## How to complete this task:
Line by line, reproduce exactly the beginning of the listing below, ending with the line that contains "fn cert(id: &str)" and adding nothing.

## Data to use:
#[cfg(test)]
mod tests {
    use super::*;
    use vitrine_core::config::ApiConfig;

    fn resolver() -> ImageResolver {
        let mut api = ApiConfig::default();
        api.base_url = "https://backend.example.com".to_string();
        ImageResolver::new(&api)
    }

    fn cert(id: &str) -> Certificate {
        Certificate {
            id: Some(id.to_string()),
            title: Some(format!("Cert {}", id)),
            image: format!("/uploads/{}.png", id),
        }
    }

    fn placement(name: &str) -> Placement {
        Placement {
            name: name.to_string(),
            role: "DevOps Engineer".to_string(),
            company: "Acme".to_string(),
            package: "12 LPA".to_string(),
            image: "/p.png".to_string(),
        }
    }

    #[test]
    fn test_cert_poll_splits_with_ceiling_division() {
        let mut wall = CertWall::new(1.0);
        let items = vec![cert("1"), cert("2"), cert("3")];

        assert_eq!(wall.apply_poll(&items, &resolver()), 3);
        assert_eq!(wall.track_a.len(), 2);
        assert_eq!(wall.track_b.len(), 1);
        assert_eq!(wall.track_a.rendered_len(), 4);
        assert_eq!(wall.track_b.rendered_len(), 2);
        assert!(wall.state_a.is_running());
    }

    #[test]
    fn test_identical_poll_appends_nothing() {
        let mut wall = CertWall::new(1.0);
        let items = vec![cert("1"), cert("2"), cert("3")];
        wall.apply_poll(&items, &resolver());

        assert_eq!(wall.apply_poll(&items, &resolver()), 0);
        assert_eq!(wall.track_a.len(), 2);
        assert_eq!(wall.track_b.len(), 1);
    }

    #[test]
    fn test_second_poll_appends_only_new() {
        let mut wall = CertWall::new(1.0);
        wall.apply_poll(&[cert("1"), cert("2"), cert("3")], &resolver());

        let second = vec![cert("1"), cert("2"), cert("3"), cert("4")];
        assert_eq!(wall.apply_poll(&second, &resolver()), 1);

        // Existing tracks grew, nothing was rebuilt
        assert_eq!(wall.track_a.len() + wall.track_b.len(), 4);
    }

    #[test]
    fn test_empty_poll_leaves_wall_stopped() {
        let mut wall = CertWall::new(1.0);
        wall.apply_poll(&[], &resolver());
        assert!(!wall.state_a.is_running());

        for _ in 0..10 {
            wall.tick();
        }
        assert_eq!(wall.state_a.offset(), 0.0);
    }

    #[test]
    fn test_placements_sorted_by_name_before_split() {
        let mut board = PlacementBoard::new(1.0);
        board.populate(
            vec![placement("zara"), placement("Amit"), placement("maya")],
            &resolver(),
            0,
        );

        let first_names: Vec<&str> = board
            .track_down
            .items()
            .iter()
            .map(|c| c.lines[0].as_str())
            .collect();
        assert_eq!(first_names, vec!["Amit", "maya"]);
        assert_eq!(board.track_up.items()[0].lines[0], "zara");
    }

    #[test]
    fn test_axis_switch_restarts_tracks() {
        let mut board = PlacementBoard::new(1.0);
        board.populate(vec![placement("a"), placement("b")], &resolver(), 0);

        for _ in 0..3 {
            board.tick();
        }
        assert!(board.state_down.offset() > 0.0);

        board.set_axis(ScrollAxis::Horizontal);
        assert_eq!(board.state_down.offset(), 0.0);
        assert_eq!(board.state_up.offset(), board.state_up.threshold());
    }

    #[test]
    fn test_counter_flow_directions() {
        let board = PlacementBoard::new(1.0);
        assert_eq!(board.state_down.direction(), ScrollDirection::Forward);
        assert_eq!(board.state_up.direction(), ScrollDirection::Reverse);
    }

    #[test]
    fn test_cert_card_resolves_bare_filename_under_uploads() {
        let item = Certificate {
            id: Some("1".to_string()),
            title: Some("DevOps".to_string()),
            image: "cert-1.png".to_string(),
        };
        let card = CertCard::new(&item, &resolver());
        assert_eq!(
            card.image_url,
            "https://backend.example.com/uploads/cert-1.png"
        );
    }

    #[test]
    fn test_placement_card_height_includes_photo_band() {
        let with_photo = PlacementCard::new(&placement("a"), &resolver(), PLACEMENT_IMAGE_ROWS);
        assert_eq!(with_photo.height, PLACEMENT_IMAGE_ROWS + 5);
        assert_eq!(with_photo.image_rows(), PLACEMENT_IMAGE_ROWS);

        let text_only = PlacementCard::new(&placement("a"), &resolver(), 0);
        assert_eq!(text_only.height, 5);
        assert_eq!(text_only.image_rows(), 0);
    }

    #[test]
    fn test_pending_image_urls_dedupes_and_skips_known() {
        let mut wall = CertWall::new(1.0);
        let mut items = vec![cert("1"), cert("2")];
        // Two cards sharing one image
        items[1].image = items[0].image.clone();
        wall.apply_poll(&items, &resolver());

        let mut app = App::new(Arc::new(AppConfig::default()));
        app.cert_wall = wall;

        let pending = app.pending_image_urls();
        if app.image_renderer.is_active() {
            assert_eq!(pending.len(), 1);

            app.images.start_loading(pending[0].clone());
            assert!(app.pending_image_urls().is_empty());
        } else {
            assert!(pending.is_empty());
        }
    }
}
//! Seam-free marquee engine
//!
//! The recurring pattern behind every scrolling widget: split a list across
//! tracks, render each track's content twice so a looping offset can wrap
//! without a visible seam, and advance the offset by a fixed speed each
//! animation tick, pausing on user interaction.

mod seen;
mod state;
mod track;

pub use seen::SeenSet;
pub use state::{ScrollDirection, ScrollState};
pub use track::{split_items, Track};
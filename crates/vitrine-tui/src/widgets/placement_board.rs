use ratatui::{
    layout::{Constraint, Direction, Layout, Rect},
    style::{Modifier, Style},
    text::Line,
    widgets::{Block, Borders, Paragraph},
    Frame,
};

use vitrine_core::marquee::{ScrollState, Track};

use crate::app::{App, Panel, PlacementCard, ScrollAxis, CARD_GAP};
use crate::image_renderer::{halfblocks, ImageRenderer, RenderBackend};
use crate::images::ImageCache;
use crate::theme::GruvboxMaterial;

use super::strip::{marquee_window, window_spans};

pub struct PlacementBoardWidget;

impl PlacementBoardWidget {
    pub fn render(frame: &mut Frame, area: Rect, app: &mut App) {
        let (down_area, up_area) = match app.placement_board.axis {
            // Wide: two side-by-side columns scrolling up/down
            ScrollAxis::Vertical => {
                let columns = Layout::default()
                    .direction(Direction::Horizontal)
                    .constraints([Constraint::Percentage(50), Constraint::Percentage(50)])
                    .split(area);
                (columns[0], columns[1])
            }
            // Narrow: two stacked rows scrolling left/right
            ScrollAxis::Horizontal => {
                let rows = Layout::default()
                    .direction(Direction::Vertical)
                    .constraints([Constraint::Percentage(50), Constraint::Percentage(50)])
                    .split(area);
                (rows[0], rows[1])
            }
        };

        app.areas.down = down_area;
        app.areas.up = up_area;

        let axis = app.placement_board.axis;
        let focus = app.focus;

        let App {
            placement_board,
            images,
            image_renderer,
            frame_images,
            ..
        } = app;

        Self::render_track(
            frame,
            down_area,
            " Placements ↓ ",
            "down",
            &placement_board.track_down,
            &placement_board.state_down,
            axis,
            focus == Panel::PlacementDown,
            images,
            image_renderer,
            frame_images,
        );
        Self::render_track(
            frame,
            up_area,
            " Placements ↑ ",
            "up",
            &placement_board.track_up,
            &placement_board.state_up,
            axis,
            focus == Panel::PlacementUp,
            images,
            image_renderer,
            frame_images,
        );
    }

    #[allow(clippy::too_many_arguments)]
    fn render_track(
        frame: &mut Frame,
        area: Rect,
        title: &str,
        key_prefix: &str,
        track: &Track<PlacementCard>,
        state: &ScrollState,
        axis: ScrollAxis,
        is_focused: bool,
        images: &ImageCache,
        renderer: &mut ImageRenderer,
        frame_images: &mut Vec<String>,
    ) {
        let border_style = if is_focused {
            Style::default().fg(GruvboxMaterial::ACCENT)
        } else {
            Style::default().fg(GruvboxMaterial::GREY0)
        };

        let full_title = if state.is_paused() {
            format!("{}(paused) ", title)
        } else {
            title.to_string()
        };

        let block = Block::default()
            .title(full_title)
            .borders(Borders::ALL)
            .border_style(border_style)
            .style(Style::default().bg(GruvboxMaterial::BG0));

        let inner = block.inner(area);
        frame.render_widget(block, area);

        if track.is_empty() || inner.width == 0 || inner.height == 0 {
            return;
        }

        let lines = match axis {
            ScrollAxis::Vertical => {
                Self::vertical_rows(track, state.offset_cells(), inner.height as usize)
            }
            ScrollAxis::Horizontal => {
                Self::horizontal_rows(track, state.offset_cells(), inner.width as usize)
            }
        };

        frame.render_widget(Paragraph::new(lines), inner);

        // Photos are drawn only along the vertical axis; horizontal rows are
        // too short for a band
        if axis == ScrollAxis::Vertical {
            Self::render_photos(
                frame,
                inner,
                key_prefix,
                track,
                state.offset_cells(),
                images,
                renderer,
                frame_images,
            );
        }
    }

    /// Visible rows of the doubled card column, cycled past the strip end
    fn vertical_rows(
        track: &Track<PlacementCard>,
        offset: usize,
        height: usize,
    ) -> Vec<Line<'static>> {
        let mut lines = Vec::with_capacity(height);
        let mut row = 0usize;

        'fill: loop {
            for card in track.rendered() {
                for line_idx in 0..card.height as usize {
                    if row >= offset + height {
                        break 'fill;
                    }
                    if row >= offset {
                        lines.push(Self::card_line(card, line_idx));
                    }
                    row += 1;
                }
            }
        }

        lines
    }

    /// The four card lines as independent horizontal marquee strips sharing
    /// one offset, so whole cards slide sideways in step
    fn horizontal_rows(
        track: &Track<PlacementCard>,
        offset: usize,
        width: usize,
    ) -> Vec<Line<'static>> {
        (0..4)
            .map(|line_idx| {
                let text = marquee_window(
                    track
                        .rendered()
                        .map(|c| (c.lines[line_idx].as_str(), c.width)),
                    offset,
                    width,
                );
                Line::styled(text, Self::line_style(line_idx))
            })
            .collect()
    }

    /// Photo bands of the cards fully visible in the vertical window
    #[allow(clippy::too_many_arguments)]
    fn render_photos(
        frame: &mut Frame,
        inner: Rect,
        key_prefix: &str,
        track: &Track<PlacementCard>,
        offset: usize,
        images: &ImageCache,
        renderer: &mut ImageRenderer,
        frame_images: &mut Vec<String>,
    ) {
        if !renderer.is_active() {
            return;
        }

        let height = inner.height as usize;
        for (i, y, _extent) in window_spans(track.rendered().map(|c| c.height), offset, height) {
            let card = &track.items()[i % track.len()];
            let band = card.image_rows();
            if band == 0 || y < 0 || y as usize + band as usize > height {
                continue;
            }
            let Some(img) = images.get(&card.image_url) else {
                continue;
            };

            let tile = card.width.saturating_sub(CARD_GAP).min(inner.width);
            let band_area = Rect::new(inner.x, inner.y + y as u16, tile, band);
            match renderer.backend() {
                RenderBackend::Kitty => {
                    if let Some(kitty) = renderer.kitty() {
                        let key = format!("plc:{}:{}", key_prefix, i);
                        if let Err(e) = kitty.display_or_update(
                            &key,
                            &card.image_url,
                            img,
                            band_area.x,
                            band_area.y,
                            band_area.width,
                            band_area.height,
                        ) {
                            tracing::error!("Failed to display placement photo: {}", e);
                            continue;
                        }
                        frame_images.push(key);
                    }
                }
                RenderBackend::Halfblocks => {
                    halfblocks::draw(frame, band_area, img);
                }
                RenderBackend::Disabled => {}
            }
        }
    }

    fn card_line(card: &PlacementCard, line_idx: usize) -> Line<'static> {
        let band = card.image_rows() as usize;
        if line_idx < band {
            // Photo band row; the image is drawn over it separately
            return Line::raw("");
        }
        match card.lines.get(line_idx - band) {
            Some(text) => Line::styled(text.clone(), Self::line_style(line_idx - band)),
            // Gap row below the card
            None => Line::raw(""),
        }
    }

    fn line_style(line_idx: usize) -> Style {
        match line_idx {
            0 => Style::default()
                .fg(GruvboxMaterial::FG0)
                .add_modifier(Modifier::BOLD),
            1 => Style::default().fg(GruvboxMaterial::BLUE),
            2 => Style::default().fg(GruvboxMaterial::GREY2),
            _ => Style::default()
                .fg(GruvboxMaterial::GREEN)
                .add_modifier(Modifier::BOLD),
        }
    }
}
mod fetcher;
mod models;

pub use fetcher::{ContentFetcher, ImageResolver};
pub use models::{Certificate, Contact, Course, Placement, Training};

## Result of the exercise:
#[cfg(test)]
mod tests {
    use super::*;
    use vitrine_core::config::ApiConfig;

    fn resolver() -> ImageResolver {
        let mut api = ApiConfig::default();
        api.base_url = "https://backend.example.com".to_string();
        ImageResolver::new(&api)
    }

    fn cert(id: &str) -> Certificate {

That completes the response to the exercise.